Daily Commentary by Larry Baer: And so now the crowing begins.
As you are probably
aware, the so called "fiscal cliff" has been averted by a last second
Congressional effort to reach an agreement finally succeeded in a rare New
Year's Day vote.
Lawmakers will now
begin the process of blitzing the media with talk about the benefits of the
deal, the cut in taxes for the majority of Americans, the reduction in the
budget deficit and the fact that Congressional power brokers were able to
cobble together a bipartisan agreement to fix America's
debt problems.
Unfortunately for
all of us, the agreement reached does none of those things. In fact all
Americans are going to be paying higher taxes through their paychecks in 2013
and beyond because Congress allowed the payroll tax cut that President Obama
shepherded into existence in 2010 to lapse.
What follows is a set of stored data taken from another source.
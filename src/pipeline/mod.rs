//! Pipeline layer of media-handoff
//!
//! Stages are plain OS threads connected by the buffers in [`crate::buffer`].
//! Nothing schedules them centrally: each stage blocks on its input, and the
//! finished flags carried by the buffers tell it when the input has ended.
//!
//! # Architecture
//!
//! - Each stage runs on its own thread and implements `PipelineStage`
//! - The coordinator owns the buffers and manages stage lifecycle
//! - Lifecycle flags record which stages observed their end of stream
//! - Health monitoring tracks counters and logs them periodically

pub mod health;
pub mod playback;
pub mod stage;
pub mod state;
pub mod types;

pub use health::{HealthMonitor, HealthSummary, PipelineHealth};
pub use playback::{MediaComponents, PlaybackCoordinator, PlaybackReport, StageKind};
pub use stage::{PipelineStage, StageContext, StageOutcome};
pub use state::{LifecycleFlags, PipelineState, StageState, StageStatus};
pub use types::{MediaKind, Packet, StreamLayout, Timestamp, VideoFrame};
The reversion in the payroll
tax exemption will take $1,000 a year out the pocket of a citizen making
$50,000 a year -- $600 a year of out the paycheck of someone making
$30,000. For each wage or salary earner they will find their annual pay
envelope short an amount equal to a mortgage payment, a car payment, nearly a
year's worth of cell phone bills, or a month or two worth of groceries.
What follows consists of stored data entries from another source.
//! Health monitoring and metrics for pipeline

use std::sync::Arc;
use std::sync::atomic::{AtomicU64, Ordering};
use std::thread::{self, JoinHandle};
use std::time::Duration;

use log::{info, warn};

use crate::utils::sos::SignalOfStop;

fn now_micros() -> u64 {
    std::time::SystemTime::now()
        .duration_since(std::time::UNIX_EPOCH)
        .map(|d| d.as_micros() as u64)
        .unwrap_or_default()
}

/// Health metrics for a pipeline
///
/// Tracks counters updated by every stage thread. All fields use atomic
/// operations for thread-safe access.
pub struct PipelineHealth {
    /// Packets routed to the video queue
    pub video_packets: AtomicU64,

    /// Packets routed to the audio queue
    pub audio_packets: AtomicU64,

    /// Packets belonging to no routed stream
    pub packets_dropped: AtomicU64,

    /// Frames produced by the video decoder
    pub frames_decoded: AtomicU64,

    /// Frames handed to the renderer
    pub frames_rendered: AtomicU64,

    /// Frames discarded because the consumer was gone or stop was raised
    pub frames_dropped: AtomicU64,

    /// Number of decode failures (both media kinds)
    pub decode_failures: AtomicU64,

    /// Number of failed draw calls
    pub render_failures: AtomicU64,

    /// PCM bytes written into the audio ring
    pub audio_bytes_decoded: AtomicU64,

    /// PCM bytes pulled by the audio output
    pub audio_bytes_played: AtomicU64,

    /// Silence bytes padded into short audio pulls
    pub silence_bytes_padded: AtomicU64,

    /// Audio pulls that had to be padded
    pub underruns: AtomicU64,

    /// Timestamp (as Unix microseconds) of the last unit any stage moved
    pub last_activity_time: AtomicU64,
}

impl PipelineHealth {
    /// Create a new health metrics instance
    pub fn new() -> Self {
        Self {
            video_packets: AtomicU64::new(0),
            audio_packets: AtomicU64::new(0),
            packets_dropped: AtomicU64::new(0),
            frames_decoded: AtomicU64::new(0),
            frames_rendered: AtomicU64::new(0),
            frames_dropped: AtomicU64::new(0),
            decode_failures: AtomicU64::new(0),
            render_failures: AtomicU64::new(0),
            audio_bytes_decoded: AtomicU64::new(0),
            audio_bytes_played: AtomicU64::new(0),
            silence_bytes_padded: AtomicU64::new(0),
            underruns: AtomicU64::new(0),
            last_activity_time: AtomicU64::new(now_micros()),
        }
    }

    fn touch(&self) {
        self.last_activity_time
            .store(now_micros(), Ordering::Relaxed);
    }

    pub fn record_video_packet(&self) {
        self.video_packets.fetch_add(1, Ordering::Relaxed);
        self.touch();
    }

    pub fn record_audio_packet(&self) {
        self.audio_packets.fetch_add(1, Ordering::Relaxed);
        self.touch();
    }

    pub fn record_packet_drop(&self) {
        self.packets_dropped.fetch_add(1, Ordering::Relaxed);
    }

    pub fn record_frame_decoded(&self) {
        self.frames_decoded.fetch_add(1, Ordering::Relaxed);
        self.touch();
    }

    pub fn record_frame_rendered(&self) {
        self.frames_rendered.fetch_add(1, Ordering::Relaxed);
        self.touch();
    }

    pub fn record_frame_drop(&self) {
        self.frames_dropped.fetch_add(1, Ordering::Relaxed);
    }

    pub fn record_decode_failure(&self) {
        self.decode_failures.fetch_add(1, Ordering::Relaxed);
    }

    pub fn record_render_failure(&self) {
        self.render_failures.fetch_add(1, Ordering::Relaxed);
    }

    pub fn record_audio_decoded(&self, bytes: usize) {
        self.audio_bytes_decoded
            .fetch_add(bytes as u64, Ordering::Relaxed);
        self.touch();
    }

    /// Record one audio pull: bytes taken from the ring and silence padded after them
    pub fn record_audio_pull(&self, played: usize, padded: usize) {
        self.audio_bytes_played
            .fetch_add(played as u64, Ordering::Relaxed);
        if padded > 0 {
            self.silence_bytes_padded
                .fetch_add(padded as u64, Ordering::Relaxed);
            self.underruns.fetch_add(1, Ordering::Relaxed);
        }
        if played > 0 {
            self.touch();
        }
    }

    pub fn frames_decoded(&self) -> u64 {
        self.frames_decoded.load(Ordering::Relaxed)
    }

    pub fn frames_rendered(&self) -> u64 {
        self.frames_rendered.load(Ordering::Relaxed)
    }

    pub fn decode_failures(&self) -> u64 {
        self.decode_failures.load(Ordering::Relaxed)
    }

    pub fn audio_bytes_played(&self) -> u64 {
        self.audio_bytes_played.load(Ordering::Relaxed)
    }

    pub fn silence_bytes_padded(&self) -> u64 {
        self.silence_bytes_padded.load(Ordering::Relaxed)
    }

    /// Check if the pipeline has stalled (nothing moved for given duration)
    pub fn is_stalled(&self, threshold: Duration) -> bool {
        let last = self.last_activity_time.load(Ordering::Relaxed);
        let elapsed_micros = now_micros().saturating_sub(last);
        elapsed_micros > threshold.as_micros() as u64
    }

    /// Get a summary of health metrics
    pub fn summary(&self) -> HealthSummary {
        HealthSummary {
            video_packets: self.video_packets.load(Ordering::Relaxed),
            audio_packets: self.audio_packets.load(Ordering::Relaxed),
            packets_dropped: self.packets_dropped.load(Ordering::Relaxed),
            frames_decoded: self.frames_decoded(),
            frames_rendered: self.frames_rendered(),
            frames_dropped: self.frames_dropped.load(Ordering::Relaxed),
            decode_failures: self.decode_failures(),
            render_failures: self.render_failures.load(Ordering::Relaxed),
            audio_bytes_decoded: self.audio_bytes_decoded.load(Ordering::Relaxed),
            audio_bytes_played: self.audio_bytes_played(),
            silence_bytes_padded: self.silence_bytes_padded(),
            underruns: self.underruns.load(Ordering::Relaxed),
        }
    }
}

impl Default for PipelineHealth {
    fn default() -> Self {
        Self::new()
    }
}

/// Snapshot of health metrics
#[derive(Debug, Clone, Default, PartialEq, Eq)]
pub struct HealthSummary {
    pub video_packets: u64,
    pub audio_packets: u64,
    pub packets_dropped: u64,
    pub frames_decoded: u64,
    pub frames_rendered: u64,
    pub frames_dropped: u64,
    pub decode_failures: u64,
    pub render_failures: u64,
    pub audio_bytes_decoded: u64,
    pub audio_bytes_played: u64,
    pub silence_bytes_padded: u64,
    pub underruns: u64,
}

impl std::fmt::Display for HealthSummary {
    fn fmt(&self, f: &mut std::fmt::Formatter<'_>) -> std::fmt::Result {
        write!(
            f,
            "Health: {}/{} video/audio packets ({} unrouted), {} frames decoded, {} rendered ({} dropped), {} decode failures, {} render failures, {}/{} audio bytes decoded/played, {} silence bytes in {} underruns",
            self.video_packets,
            self.audio_packets,
            self.packets_dropped,
            self.frames_decoded,
            self.frames_rendered,
            self.frames_dropped,
            self.decode_failures,
            self.render_failures,
            self.audio_bytes_decoded,
            self.audio_bytes_played,
            self.silence_bytes_padded,
            self.underruns
        )
    }
}

/// Health alert types
#[derive(Debug, Clone, PartialEq)]
pub enum HealthAlert {
    /// Nothing moved through the pipeline for the threshold duration
    Stalled { duration: Duration },

    /// New decode failures since the last check
    DecodeFailures { count: u64 },

    /// New padded audio pulls since the last check
    Underruns { count: u64 },
}

impl std::fmt::Display for HealthAlert {
    fn fmt(&self, f: &mut std::fmt::Formatter<'_>) -> std::fmt::Result {
        match self {
            HealthAlert::Stalled { duration } => {
                write!(f, "Pipeline stalled for {:?}", duration)
            }
            HealthAlert::DecodeFailures { count } => {
                write!(f, "Decode failures: {}", count)
            }
            HealthAlert::Underruns { count } => {
                write!(f, "Audio underruns: {}", count)
            }
        }
    }
}

/// Health monitoring service
///
/// Periodically logs a summary and warns about stalls, decode failures and
/// audio underruns. Runs on its own thread until the stop signal is raised.
pub struct HealthMonitor {
    health: Arc<PipelineHealth>,
    check_interval: Duration,
    stall_threshold: Duration,
    last_decode_failures: u64,
    last_underruns: u64,
}

impl HealthMonitor {
    /// Create a new health monitor
    pub fn new(health: Arc<PipelineHealth>) -> Self {
        Self {
            health,
            check_interval: Duration::from_secs(30),
            stall_threshold: Duration::from_secs(5),
            last_decode_failures: 0,
            last_underruns: 0,
        }
    }

    /// Configure the check interval
    pub fn with_check_interval(mut self, interval: Duration) -> Self {
        self.check_interval = interval;
        self
    }

    /// Configure the stall threshold
    pub fn with_stall_threshold(mut self, threshold: Duration) -> Self {
        self.stall_threshold = threshold;
        self
    }

    /// Compare the counters against the previous check
    pub fn check(&mut self) -> Vec<HealthAlert> {
        let mut alerts = Vec::new();

        if self.health.is_stalled(self.stall_threshold) {
            alerts.push(HealthAlert::Stalled {
                duration: self.stall_threshold,
            });
        }

        let decode_failures = self.health.decode_failures();
        if decode_failures > self.last_decode_failures {
            alerts.push(HealthAlert::DecodeFailures {
                count: decode_failures - self.last_decode_failures,
            });
            self.last_decode_failures = decode_failures;
        }

        let underruns = self.health.underruns.load(Ordering::Relaxed);
        if underruns > self.last_underruns {
            alerts.push(HealthAlert::Underruns {
                count: underruns - self.last_underruns,
            });
            self.last_underruns = underruns;
        }

        alerts
    }

    /// Run the monitor on a dedicated thread until `sos` is cancelled
    pub fn spawn(mut self, sos: SignalOfStop) -> std::io::Result<JoinHandle<()>> {
        thread::Builder::new()
            .name("health-monitor".into())
            .spawn(move || {
                while !sos.wait_timeout(self.check_interval) {
                    info!("Pipeline health: {}", self.health.summary());
                    for alert in self.check() {
                        warn!("Pipeline health alert: {}", alert);
                    }
                }
            })
    }
}

#[cfg(test)]
mod tests {
    use super::*;

    #[test]
    fn test_health_metrics() {
        let health = PipelineHealth::new();

        health.record_video_packet();
        health.record_video_packet();
        health.record_audio_packet();
        health.record_packet_drop();
        health.record_frame_decoded();
        health.record_frame_rendered();
        health.record_audio_decoded(4096);
        health.record_audio_pull(1000, 24);
        health.record_audio_pull(1024, 0);

        let summary = health.summary();
        assert_eq!(summary.video_packets, 2);
        assert_eq!(summary.audio_packets, 1);
        assert_eq!(summary.packets_dropped, 1);
        assert_eq!(summary.frames_decoded, 1);
        assert_eq!(summary.frames_rendered, 1);
        assert_eq!(summary.audio_bytes_decoded, 4096);
        assert_eq!(summary.audio_bytes_played, 2024);
        assert_eq!(summary.silence_bytes_padded, 24);
        assert_eq!(summary.underruns, 1);
    }

    #[test]
    fn test_stall_detection() {
        let health = PipelineHealth::new();

        // Should not be stalled immediately
        assert!(!health.is_stalled(Duration::from_secs(1)));

        health.record_frame_rendered();

        // Simulate stall by not recording anything
        std::thread::sleep(Duration::from_millis(150));

        assert!(health.is_stalled(Duration::from_millis(100)));
    }

    #[test]
    fn test_monitor_reports_new_failures_once() {
        let health = Arc::new(PipelineHealth::new());
        let mut monitor =
            HealthMonitor::new(health.clone()).with_stall_threshold(Duration::from_secs(60));

        assert!(monitor.check().is_empty());

        health.record_decode_failure();
        health.record_decode_failure();
        health.record_audio_pull(0, 512);
        assert_eq!(
            monitor.check(),
            vec![
                HealthAlert::DecodeFailures { count: 2 },
                HealthAlert::Underruns { count: 1 }
            ]
        );
        assert!(monitor.check().is_empty());
    }

    #[test]
    fn test_monitor_thread_stops_on_signal() {
        let health = Arc::new(PipelineHealth::new());
        let sos = SignalOfStop::new();
        let handle = HealthMonitor::new(health)
            .with_check_interval(Duration::from_millis(10))
            .spawn(sos.clone())
            .unwrap();

        std::thread::sleep(Duration::from_millis(30));
        sos.cancel();
        handle.join().unwrap();
    }
}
In addition, the much bally-hooed Bush era tax cuts for middle income
Americans was extend for only 60 months - so we will revisit this whole
middle-class tax issue again in 2018.
It is definitely worth
noting that not one thing was resolved in this recent agreement with respects
of addressing spending cuts of any sort. This critical issue has been pushed
off for two months. The deadline for avoiding the automatic
implementation of $600 billion of government spending cuts coincides with the
moment the US
will hit its spending limit. The result: the new fiscal cliff will
have even higher stakes; the next two months will be filled with more
Congressional wrangling with failure to achieve an agreement likely to have
even greater potential to create a major economic spasm.
Global financiers of
our national debt don't really take much interest in our domestic tax policy -
but they will react in a mortgage interest rate unfriendly manner if Congress
becomes so dysfunctional in their effort to address our debt limit issue that
global credit rating agencies find it necessary to once again downgrade our
national sovereign debt.
To be fair, the
current agreement is not a complete disaster; the best thing it does is extend
unemployment benefits for millions of Americans and revokes an automatic $900,000 pay hike for members
of Congress.
Expect market
volatility, in terms of both stock prices and mortgage interest rates, to be
much higher over the first three months of 2013 than either value indicator was
during the last six months of 2012. Heads up.